Small independent gold mining operations employ workers who are exposed to more risk to mercury poisoning because of crude processing methods. Such is the danger for the galamsey in Ghana and similar workers known as orpailleurs in neighboring francophone countries. While there are no official government estimates of the labor force, observers believe twenty thousand to fifty thousand work as galamseys in Ghana, a figure that includes many women, who work as porters.
Mercury and many of its chemical compounds, especially organomercury compounds, can also be readily absorbed through direct contact with bare, or in some cases (such as dimethylmercury) insufficiently protected, skin. Mercury and its compounds are commonly used in chemical laboratories, hospitals, dental clinics, and facilities involved in the production of items such as fluorescent light bulbs, batteries, and explosives.[11]

[edit] Mechanism

Mercury is such a highly reactive toxic agent that it is difficult to identify its specific mechanism of damage, and much remains unknown about the mechanism.[12] It damages the central nervous system, endocrine system, kidneys, and other organs, and adversely affects the mouth, gums, and teeth. Exposure over long periods of time or heavy exposure to mercury vapor can result in brain damage and ultimately death. Mercury and its compounds are particularly toxic to fetuses and infants. Women who have been exposed to mercury in pregnancy have sometimes given birth to children with serious birth defects (see Minamata disease).
Mercury exposure in young children can have severe neurological consequences, preventing nerve sheaths from forming properly. Mercury inhibits the formation of myelin.
There is some evidence that mercury poisoning may predispose to Young's syndrome (men with bronchiectasis and low sperm count).[13]
Mercury poisoning's effects partially depend on whether it has been caused by exposure to elemental mercury, inorganic mercury compounds (as salts), or organomercury compounds.

[edit] Elemental mercury

Quicksilver (liquid metallic mercury) is poorly absorbed by ingestion and skin contact. It is hazardous due to its potential to release mercury vapour. Animal data indicate that less than 0.01% of ingested mercury is absorbed through the intact gastrointestinal tract; though it may not be true for individuals suffering from ileus. Cases of systemic toxicity from accidental swallowing are rare, and attempted suicide via intravenous injection does not appear to result in systemic toxicity.[12] Though not studied quantitatively, the physical properties of liquid elemental mercury limit its absorption through intact skin and in light of its very low absorption rate from the gastrointestinal tract, skin absorption would not be high.[14] Some mercury vapour is absorbed dermally but uptake by this route is only approximately 1% of that by inhalation.[15]
In humans, approximately 80% of inhaled mercury vapor is absorbed via the respiratory tract where it enters the circulatory system and is distributed throughout the body.[16] Chronic exposure by inhalation, even at low concentrations in the range 0.7–42 μg/m3, has been shown in case control studies to cause effects such as tremors, impaired cognitive skills, and sleep disturbance in workers.[17][18] Acute inhalation of high concentrations causes a wide variety of cognitive, personality, sensory, and motor disturbances. The most prominent symptoms include tremors (initially affecting the hands and sometimes spreading to other parts of the body), emotional lability (characterized by irritability, excessive shyness, confidence loss, and nervousness), insomnia, memory loss, neuromuscular changes (weakness, muscle atrophy, muscle twitching), headaches, polyneuropathy (paresthesia, stocking-glove sensory loss, hyperactive tendon reflexes, slowed sensory and motor nerve conduction velocities), and performance deficits in tests of cognitive function.[14]

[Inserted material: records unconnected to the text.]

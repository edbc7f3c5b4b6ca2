//! Frame clock.
//!
//! Time is counted in whole frames since some caller-chosen epoch. The
//! curve cache only compares times, so any monotonic frame counter works.

use std::time::Duration;

/// Frames per second assumed when converting from wall-clock time.
pub const FRAMES_PER_SECOND: u32 = 60;

/// A frame number.
#[derive(Debug, Clone, Copy, PartialEq, Eq, PartialOrd, Ord, Hash, Default)]
pub struct Time(pub i32);

impl Time {
    pub const ZERO: Time = Time(0);

    /// The frame that `d` after the epoch falls in. Saturates at `i32::MAX`.
    pub fn from_duration(d: Duration) -> Self {
        let frames = d.as_nanos() * FRAMES_PER_SECOND as u128 / 1_000_000_000;
        Time(frames.min(i32::MAX as u128) as i32)
    }

    /// Start of this frame relative to the epoch. Negative times map to zero.
    pub fn to_duration(self) -> Duration {
        let frames = self.0.max(0) as u64;
        Duration::from_nanos(frames * 1_000_000_000 / FRAMES_PER_SECOND as u64)
    }

    pub fn next(self) -> Self {
        Time(self.0.saturating_add(1))
    }
}
//! Geometric math utilities: distances, cross products, and line
//! intersection.

// ============================================================================
// Constants
// ============================================================================

/// Coinciding points maximal distance (epsilon).
pub const VERTEX_DIST_EPSILON: f64 = 1e-14;

/// Epsilon for intersection calculations.
pub const INTERSECTION_EPSILON: f64 = 1.0e-30;

// ============================================================================
// Cross product and distances
// ============================================================================

/// Cross product of vectors (x2-x1, y2-y1) and (x-x2, y-y2).
/// The sign indicates which side of the line (x1,y1)→(x2,y2) the point (x,y) is on.
#[inline]
pub fn cross_product(x1: f64, y1: f64, x2: f64, y2: f64, x: f64, y: f64) -> f64 {
    (x - x2) * (y2 - y1) - (y - y2) * (x2 - x1)
}

/// Euclidean distance between two points.
#[inline]
pub fn calc_distance(x1: f64, y1: f64, x2: f64, y2: f64) -> f64 {
    let dx = x2 - x1;
    let dy = y2 - y1;
    (dx * dx + dy * dy).sqrt()
}

/// Squared Euclidean distance between two points.
#[inline]
pub fn calc_sq_distance(x1: f64, y1: f64, x2: f64, y2: f64) -> f64 {
    let dx = x2 - x1;
    let dy = y2 - y1;
    dx * dx + dy * dy
}

// ============================================================================
// Intersection
// ============================================================================

/// Intersection of the infinite lines through (ax,ay)→(bx,by) and
/// (cx,cy)→(dx,dy).
///
/// Returns `None` if the lines are parallel.
#[inline]
#[allow(clippy::too_many_arguments)]
pub fn calc_intersection(
    ax: f64,
    ay: f64,
    bx: f64,
    by: f64,
    cx: f64,
    cy: f64,
    dx: f64,
    dy: f64,
) -> Option<(f64, f64)> {
    let num = (ay - cy) * (dx - cx) - (ax - cx) * (dy - cy);
    let den = (bx - ax) * (dy - cy) - (by - ay) * (dx - cx);
    if den.abs() < INTERSECTION_EPSILON {
        return None;
    }
    let r = num / den;
    Some((ax + r * (bx - ax), ay + r * (by - ay)))
}

// ============================================================================
// Tests
// ============================================================================
//! Path painting into a region of an RGBA image.
//!
//! [`Painter`] owns the rasterizer, scanline and span buffers so that
//! repeated draws reuse their allocations. Points are scaled by the
//! pixels-per-point factor, shifted by a pixel offset and clipped to the
//! destination region before blending.

use image::RgbaImage;

use crate::basics::{FillingRule, RectI};
use crate::color::Rgba8;
use crate::path::Path;
use crate::pixfmt::PixfmtRgba32;
use crate::rasterizer::Rasterizer;
use crate::renderer::{render_scanlines_aa, render_scanlines_aa_solid, ImagePattern};
use crate::renderer_base::RendererBase;
use crate::scanline::ScanlineU8;
use crate::stroke::{StrokeStyle, Stroker};

/// What a path's coverage is filled with.
#[derive(Debug, Clone, Copy)]
pub enum Paint<'a> {
    Solid(Rgba8),
    /// The image repeated in both directions, anchored at the region's
    /// top-left corner.
    Image(&'a RgbaImage),
}

/// Whether the path is filled or outlined.
#[derive(Debug, Clone, Copy, PartialEq, Default)]
pub enum DrawStyle {
    #[default]
    Fill,
    Stroke(StrokeStyle),
}

/// Reusable path painter.
#[derive(Debug, Clone)]
pub struct Painter {
    ras: Rasterizer,
    sl: ScanlineU8,
    colors: Vec<Rgba8>,
    pixels_per_pt: f64,
}

impl Painter {
    pub fn new(pixels_per_pt: f64) -> Self {
        let mut p = Self {
            ras: Rasterizer::new(),
            sl: ScanlineU8::new(),
            colors: Vec::new(),
            pixels_per_pt: 1.0,
        };
        p.set_pixels_per_pt(pixels_per_pt);
        p
    }

    /// Non-positive or non-finite values fall back to 1.
    pub fn set_pixels_per_pt(&mut self, ppp: f64) {
        self.pixels_per_pt = if ppp.is_finite() && ppp > 0.0 { ppp } else { 1.0 };
    }

    pub fn pixels_per_pt(&self) -> f64 {
        self.pixels_per_pt
    }

    pub fn set_filling_rule(&mut self, rule: FillingRule) {
        self.ras.set_filling_rule(rule);
    }

    pub fn filling_rule(&self) -> FillingRule {
        self.ras.filling_rule()
    }

    /// Draw `path` into `dst`, touching only pixels inside the half-open
    /// `region`. Each point `p` lands on the pixel `p * ppp + offset`.
    pub fn rasterize(
        &mut self,
        dst: &mut RgbaImage,
        region: &RectI,
        path: &Path,
        offset: (f64, f64),
        style: &DrawStyle,
        paint: &Paint<'_>,
    ) {
        let mut ren = RendererBase::new(PixfmtRgba32::new(dst));
        if !ren.clip_to_region(region) {
            return;
        }

        self.ras.reset();
        match style {
            DrawStyle::Fill => {
                self.ras.add_path(path, self.pixels_per_pt, offset.0, offset.1);
            }
            DrawStyle::Stroke(stroke) => {
                let mut stroker = Stroker::new(*stroke);
                stroker.set_approximation_scale(self.pixels_per_pt);
                let outline = stroker.stroke(path);
                self.ras
                    .add_path(&outline, self.pixels_per_pt, offset.0, offset.1);
            }
        }

        match paint {
            Paint::Solid(color) => {
                render_scanlines_aa_solid(&mut self.ras, &mut self.sl, &mut ren, color);
            }
            Paint::Image(img) => {
                let mut pattern = ImagePattern::new(img, region.x1, region.y1);
                render_scanlines_aa(
                    &mut self.ras,
                    &mut self.sl,
                    &mut ren,
                    &mut self.colors,
                    &mut pattern,
                );
            }
        }
    }
}

impl Default for Painter {
    fn default() -> Self {
        Self::new(1.0)
    }
}

// ============================================================================
// Tests
// ============================================================================
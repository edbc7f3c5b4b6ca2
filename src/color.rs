//! 8-bit RGBA color and its fixed-point arithmetic.
//!
//! Colors are straight (not premultiplied) alpha, matching the
//! `image::Rgba<u8>` pixels they are blended into.

use crate::basics::CoverType;

/// 8-bit per channel RGBA color.
#[derive(Debug, Clone, Copy, PartialEq, Eq, Hash, Default)]
pub struct Rgba8 {
    pub r: u8,
    pub g: u8,
    pub b: u8,
    pub a: u8,
}

impl Rgba8 {
    pub const BASE_SHIFT: u32 = 8;
    pub const BASE_MASK: u32 = (1 << Self::BASE_SHIFT) - 1;
    pub const BASE_MSB: u32 = 1 << (Self::BASE_SHIFT - 1);

    pub const BLACK: Rgba8 = Rgba8::new(0, 0, 0, 255);
    pub const WHITE: Rgba8 = Rgba8::new(255, 255, 255, 255);
    pub const RED: Rgba8 = Rgba8::new(255, 0, 0, 255);
    pub const TRANSPARENT: Rgba8 = Rgba8::new(0, 0, 0, 0);

    pub const fn new(r: u8, g: u8, b: u8, a: u8) -> Self {
        Self { r, g, b, a }
    }

    pub fn is_transparent(&self) -> bool {
        self.a == 0
    }

    /// Fixed-point multiply, exact over u8.
    #[inline]
    pub fn multiply(a: u8, b: u8) -> u8 {
        let t: u32 = a as u32 * b as u32 + Self::BASE_MSB;
        (((t >> Self::BASE_SHIFT) + t) >> Self::BASE_SHIFT) as u8
    }

    #[inline]
    pub fn mult_cover(a: u8, cover: CoverType) -> u8 {
        Self::multiply(a, cover)
    }

    /// Interpolate `p` toward `q` by `a / 255`.
    #[inline]
    pub fn lerp(p: u8, q: u8, a: u8) -> u8 {
        let t = (q as i32 - p as i32) * a as i32 + Self::BASE_MSB as i32 - (p > q) as i32;
        (p as i32 + (((t >> Self::BASE_SHIFT) + t) >> Self::BASE_SHIFT)) as u8
    }

    /// Source-over composite of `src` with weight `alpha` onto `self`.
    ///
    /// Color channels move toward the source; alpha moves toward opaque.
    #[inline]
    pub fn blend(&mut self, src: Rgba8, alpha: u8) {
        self.r = Self::lerp(self.r, src.r, alpha);
        self.g = Self::lerp(self.g, src.g, alpha);
        self.b = Self::lerp(self.b, src.b, alpha);
        self.a = Self::lerp(self.a, Self::BASE_MASK as u8, alpha);
    }
}

impl From<image::Rgba<u8>> for Rgba8 {
    fn from(p: image::Rgba<u8>) -> Self {
        let [r, g, b, a] = p.0;
        Self { r, g, b, a }
    }
}

impl From<Rgba8> for image::Rgba<u8> {
    fn from(c: Rgba8) -> Self {
        image::Rgba([c.r, c.g, c.b, c.a])
    }
}
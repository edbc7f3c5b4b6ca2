//! Demo scenes for the `scene-render` tool.
//!
//! Each scene is built against a [`RasterEngine`] with a
//! [`SoftwareBackend`], rendered once at the requested frame on a white
//! background, and returned as an image.

use image::RgbaImage;
use sprite2d::{
    Affine, Circle, Engine, EngineConfig, Node, NodeId, Path, Point, Pt, RasterEngine, RectI,
    Rgba8, Scene, Shape, SoftwareBackend, Stroke, SubTex, Time,
};

type Soft = RasterEngine<SoftwareBackend>;

struct SceneDef {
    name: &'static str,
    /// Logical size in points; the output is scaled to fit.
    size: (f64, f64),
    build: fn(&mut Soft) -> sprite2d::Result<(Scene, NodeId)>,
}

const SCENES: &[SceneDef] = &[
    SceneDef {
        name: "bezier",
        size: (60.0, 30.0),
        build: bezier,
    },
    SceneDef {
        name: "shapes",
        size: (240.0, 180.0),
        build: shapes,
    },
];

pub fn available_scenes() -> Vec<&'static str> {
    SCENES.iter().map(|s| s.name).collect()
}

/// Render scene `name` at frame `t`. Returns `None` for an unknown name.
pub fn render_scene(
    name: &str,
    width: u32,
    height: u32,
    t: Time,
) -> Option<sprite2d::Result<RgbaImage>> {
    let def = SCENES.iter().find(|s| s.name == name)?;
    let ppp = (width as f64 / def.size.0).min(height as f64 / def.size.1);
    let config = EngineConfig {
        pixels_per_pt: ppp,
        // Two columns across the default atlas, so any curve that fits on
        // screen fits in a column.
        column_width: width.max(128),
        ..EngineConfig::new(width, height)
    };
    let mut engine = RasterEngine::new(SoftwareBackend::new(width, height), config);
    engine.backend_mut().clear(Rgba8::WHITE);

    let result = (def.build)(&mut engine).and_then(|(mut scene, root)| {
        log::info!("rendering '{}' at {:?} with {} nodes", name, t, scene.len());
        engine.render(&mut scene, root, t)
    });
    Some(result.map(|_| engine.into_backend().into_target()))
}

fn load_shape(engine: &mut Soft, shape: &impl Shape) -> sprite2d::Result<Node> {
    let id = engine.load_curve(shape.path().as_slice())?;
    Ok(Node::new().with_curve(id))
}

/// Three control-point handles and the quadratic they define.
fn bezier(engine: &mut Soft) -> sprite2d::Result<(Scene, NodeId)> {
    let centers = [
        Point::new(10.0, 20.0),
        Point::new(30.0, 10.0),
        Point::new(50.0, 20.0),
    ];
    let mut scene = Scene::new();
    let root = scene.add_node(Node::new());

    for c in centers {
        let handle = load_shape(engine, &Stroke::new(Circle::new(c, 3.0), 0.5))?;
        let id = scene.add_node(handle);
        scene.append_child(root, id);
    }

    let mut curve = Path::new();
    curve.add_start(centers[0]);
    curve.add_quadratic(centers[1], centers[2]);
    let id = scene.add_node(load_shape(engine, &Stroke::new(curve, 0.7))?);
    scene.append_child(root, id);

    Ok((scene, root))
}

/// A procedurally generated texture atlas: four 32x32 tiles.
fn tiles() -> RgbaImage {
    RgbaImage::from_fn(64, 64, |x, y| {
        let (tx, ty) = (x / 32, y / 32);
        let check = ((x / 4) + (y / 4)) % 2 == 0;
        let base = match (tx, ty) {
            (0, 0) => [200, 60, 40],
            (1, 0) => [240, 170, 30],
            (0, 1) => [40, 120, 220],
            _ => [60, 180, 90],
        };
        let k = if check { 255 } else { 190 };
        image::Rgba([
            (base[0] * k / 255) as u8,
            (base[1] * k / 255) as u8,
            (base[2] * k / 255) as u8,
            255,
        ])
    })
}

/// Textured sprites, one animated, plus filled and stroked curves.
fn shapes(engine: &mut Soft) -> sprite2d::Result<(Scene, NodeId)> {
    let tex = engine.load_texture(&tiles())?;
    let tile = |x: i32, y: i32| SubTex::new(tex, RectI::new(x, y, x + 32, y + 32));
    let (red, yellow, blue, green) = (tile(0, 0), tile(32, 0), tile(0, 32), tile(32, 32));

    let mut scene = Scene::new();
    let root = scene.add_node(Node::new().with_transform(Affine::identity()));
    let add = |scene: &mut Scene, node: Node| {
        let id = scene.add_node(node);
        scene.append_child(root, id);
    };

    add(
        &mut scene,
        Node::new()
            .with_sub_tex(red)
            .with_transform(Affine::new_scaling(36.0, 36.0)),
    );
    add(
        &mut scene,
        Node::new()
            .with_sub_tex(yellow)
            .with_transform(Affine::new(72.0, 0.0, 0.0, 72.0, 144.0, 96.0)),
    );
    add(
        &mut scene,
        Node::new().with_arranger(move |n: &mut Node, t: Time| {
            let t0 = t.0.rem_euclid(120);
            n.sub_tex = Some(if t0 < 60 { blue } else { green });
            let u = t0 as Pt / 120.0;
            let u = (1.0 - (u * 2.0 * std::f32::consts::PI).cos()) / 2.0;
            let s = 36.0 + u * 36.0;
            n.transform = Some(Affine::new(s, 0.0, 0.0, s, 18.0 + u * 48.0, 36.0 + u * 72.0));
        }),
    );

    let mut line = Path::new();
    line.add_start(Point::new(0.0, 0.0));
    line.add_line(Point::new(60.0, 60.0));
    let node = load_shape(engine, &Stroke::new(line, 6.0))?
        .with_transform(Affine::new_translation(100.0, 20.0));
    add(&mut scene, node);

    add(
        &mut scene,
        load_shape(engine, &Circle::new(Point::new(200.0, 40.0), 20.0))?,
    );

    Ok((scene, root))
}
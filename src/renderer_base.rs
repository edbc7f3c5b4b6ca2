//! Base renderer with clipping.
//!
//! Wraps a [`PixelFormat`] with an inclusive clip rectangle so that every
//! span reaching the pixels is trimmed to the allowed region first. The
//! curve cache relies on this to keep each rasterization inside its atlas
//! slot.

use crate::basics::{CoverType, RectI};
use crate::color::Rgba8;
use crate::pixfmt::PixelFormat;

/// Clip-and-delegate renderer.
pub struct RendererBase<PF: PixelFormat> {
    ren: PF,
    clip_box: RectI,
}

impl<PF: PixelFormat> RendererBase<PF> {
    /// Wrap `ren`, clipping to its full extent.
    pub fn new(ren: PF) -> Self {
        let mut r = Self {
            ren,
            clip_box: RectI::new(1, 1, 0, 0),
        };
        r.reset_clipping(true);
        r
    }

    pub fn width(&self) -> u32 {
        self.ren.width()
    }

    pub fn height(&self) -> u32 {
        self.ren.height()
    }

    /// Set the inclusive clip rectangle, intersected with the buffer.
    /// Returns `false` and clips everything if the result is empty.
    pub fn clip_box_i(&mut self, x1: i32, y1: i32, x2: i32, y2: i32) -> bool {
        let mut cb = RectI::new(x1, y1, x2, y2);
        cb.normalize();
        let full = RectI::new(
            0,
            0,
            self.ren.width() as i32 - 1,
            self.ren.height() as i32 - 1,
        );
        if cb.clip(&full) {
            self.clip_box = cb;
            true
        } else {
            self.clip_box = RectI::new(1, 1, 0, 0);
            false
        }
    }

    /// Clip to a half-open pixel region (`x2`, `y2` exclusive).
    pub fn clip_to_region(&mut self, region: &RectI) -> bool {
        if region.x2 <= region.x1 || region.y2 <= region.y1 {
            self.clip_box = RectI::new(1, 1, 0, 0);
            return false;
        }
        self.clip_box_i(region.x1, region.y1, region.x2 - 1, region.y2 - 1)
    }

    /// Clip to the whole buffer, or to nothing.
    pub fn reset_clipping(&mut self, visibility: bool) {
        self.clip_box = if visibility {
            RectI::new(
                0,
                0,
                self.ren.width() as i32 - 1,
                self.ren.height() as i32 - 1,
            )
        } else {
            RectI::new(1, 1, 0, 0)
        };
    }

    pub fn clip_box(&self) -> &RectI {
        &self.clip_box
    }

    #[inline]
    pub fn inbox(&self, x: i32, y: i32) -> bool {
        self.clip_box.hit_test(x, y)
    }

    /// Trim the run `[x, x + len)` on row `y` to the clip box. Returns the
    /// new start, the new length, and how many leading pixels were cut.
    #[inline]
    fn clip_run(&self, x: i32, y: i32, len: i32) -> Option<(i32, i32, usize)> {
        let cb = &self.clip_box;
        if y < cb.y1 || y > cb.y2 {
            return None;
        }
        let x1 = x.max(cb.x1);
        let x2 = (x + len - 1).min(cb.x2);
        if x2 < x1 {
            return None;
        }
        Some((x1, x2 - x1 + 1, (x1 - x) as usize))
    }

    // ========================================================================
    // Rendering operations (clip then delegate)
    // ========================================================================

    /// Overwrite every pixel inside the clip box with `c`.
    pub fn clear(&mut self, c: &Rgba8) {
        let cb = self.clip_box;
        if !cb.is_valid() {
            return;
        }
        for y in cb.y1..=cb.y2 {
            self.ren.copy_hline(cb.x1, y, (cb.x2 - cb.x1 + 1) as u32, c);
        }
    }

    pub fn blend_pixel(&mut self, x: i32, y: i32, c: &Rgba8, cover: CoverType) {
        if self.inbox(x, y) {
            self.ren.blend_pixel(x, y, c, cover);
        }
    }

    /// Blend `len` pixels from `x` with one color and coverage.
    pub fn blend_hline(&mut self, x: i32, y: i32, len: i32, c: &Rgba8, cover: CoverType) {
        if let Some((x, len, _)) = self.clip_run(x, y, len) {
            self.ren.blend_hline(x, y, len as u32, c, cover);
        }
    }

    /// Blend one color with per-pixel coverage.
    pub fn blend_solid_hspan(&mut self, x: i32, y: i32, len: i32, c: &Rgba8, covers: &[CoverType]) {
        if let Some((x, len, skip)) = self.clip_run(x, y, len) {
            self.ren
                .blend_solid_hspan(x, y, len as u32, c, &covers[skip..]);
        }
    }

    /// Blend per-pixel colors with per-pixel coverage.
    pub fn blend_color_hspan(
        &mut self,
        x: i32,
        y: i32,
        len: i32,
        colors: &[Rgba8],
        covers: &[CoverType],
    ) {
        if let Some((x, len, skip)) = self.clip_run(x, y, len) {
            self.ren
                .blend_color_hspan(x, y, len as u32, &colors[skip..], &covers[skip..]);
        }
    }
}

// ============================================================================
// Tests
// ============================================================================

[edit] Inorganic mercury compounds

Mercury occurs inorganically as salts such as mercury(II) chloride. Mercury salts primarily affect the gastro-intestinal tract and the kidneys, and can cause severe kidney damage; however, as they can not cross the blood-brain barrier easily, mercury salts inflict little neurological damage without continuous or heavy exposure.[19] As two oxidation states of mercury form salts (Hg+ and Hg2+), mercury salts occur in both mercury(I) (or mercurous) and mercury(II) (mercuric) forms. Mercury(II) salts are usually more toxic than their mercury(I) counterparts because their solubility in water is greater; thus, they are more readily absorbed from the gastrointestinal tract.[19]
Hg(CN)2 is a particularly toxic mercury compound. If ingested, both life-threatening mercury and cyanide poisoning can occur. Hg(CN)2 can enter the body via inhalation, ingestion, or passage through the skin. Inhalation of mercuric cyanide irritates the throat and air passages. Heating or contact of Hg(CN)2 with acid or acid mist releases toxic mercury and cyanide vapors that can cause bronchitis with cough and phlegm and/or lung tissue irritation. Contact with eyes can cause burns and brown stains in the eyes, and long time exposure can affect the peripheral vision. Contact with skin can cause skin allergy, irritation, and gray skin color.[20]
Chronic exposure to trace amounts of the compound can lead to mercury buildup in the body over time; it may take months or even years for the body to eliminate excess mercury. Overexposure to mercuric cyanide can lead to kidney damage and/or mercury poisoning, leading to 'shakes' (ex: shaky handwriting), irritability, sore gums, increased saliva, metallic taste, loss of appetite, memory loss, personality changes, and brain damage. Exposure to large doses at one time can lead to sudden death.[20]
Mercuric cyanide has not been tested on its ability to cause reproductive damage. Although inorganic mercury compounds (such as Hg(CN)2) have not been shown to be human teratogens, they should be handled with care as they are known to damage developing embryos and decrease fertility in men and women.[20]
According to one study, two people exhibited symptoms of cyanide poisoning within hours after ingesting mercuric cyanide or mercury oxycyanide, Hg(CN)2•HgO, in suicide attempts. The toxicity of Hg(CN)2 is commonly assumed to arise almost exclusively from mercury poisoning; however, the patient who ingested mercury oxycyanide died after 5 hours of cyanide poisoning before any mercury poisoning symptoms were observed. The patient who ingested Hg(CN)2 initially showed symptoms of acute cyanide poisoning which were brought under control, and later showed signs of mercury poisoning before recovering. It is thought that the degree to which cyanide poisoning occurs is related to whether cyanide ions are released in the stomach, which depends on factors such as the amount ingested, stomach acidity, and volume of stomach contents.[21]2 molecules remain undissociated in pure water and in basic solutions,[22] it makes sense that dissociation would increase with increasing acidity. High stomach acidity thus helps cyanide ions to become more bioavailable, increasing the likelihood of cyanide poisoning. Given that Hg(CN)
Mercury cyanide was used in two murders in New York in 1898. The perpetrator, Roland B. Molineux, sent poisoned medicines to his victims through the US mail. The first victim, Henry Barnett, died of mercury poisoning twelve days after taking the poison. The second victim, Catherine Adams, died of cyanide poisoning within 30 minutes of taking the poison. As in the suicide cases, the difference between the two cases may be attributed to differences in the acidities of the solutions containing the poison, or to differences in the acidities of the victims' stomachs.[23]
The drug NAP (n-acetyl penicillamine) has been used to treat mercury poisoning with limited success.[20]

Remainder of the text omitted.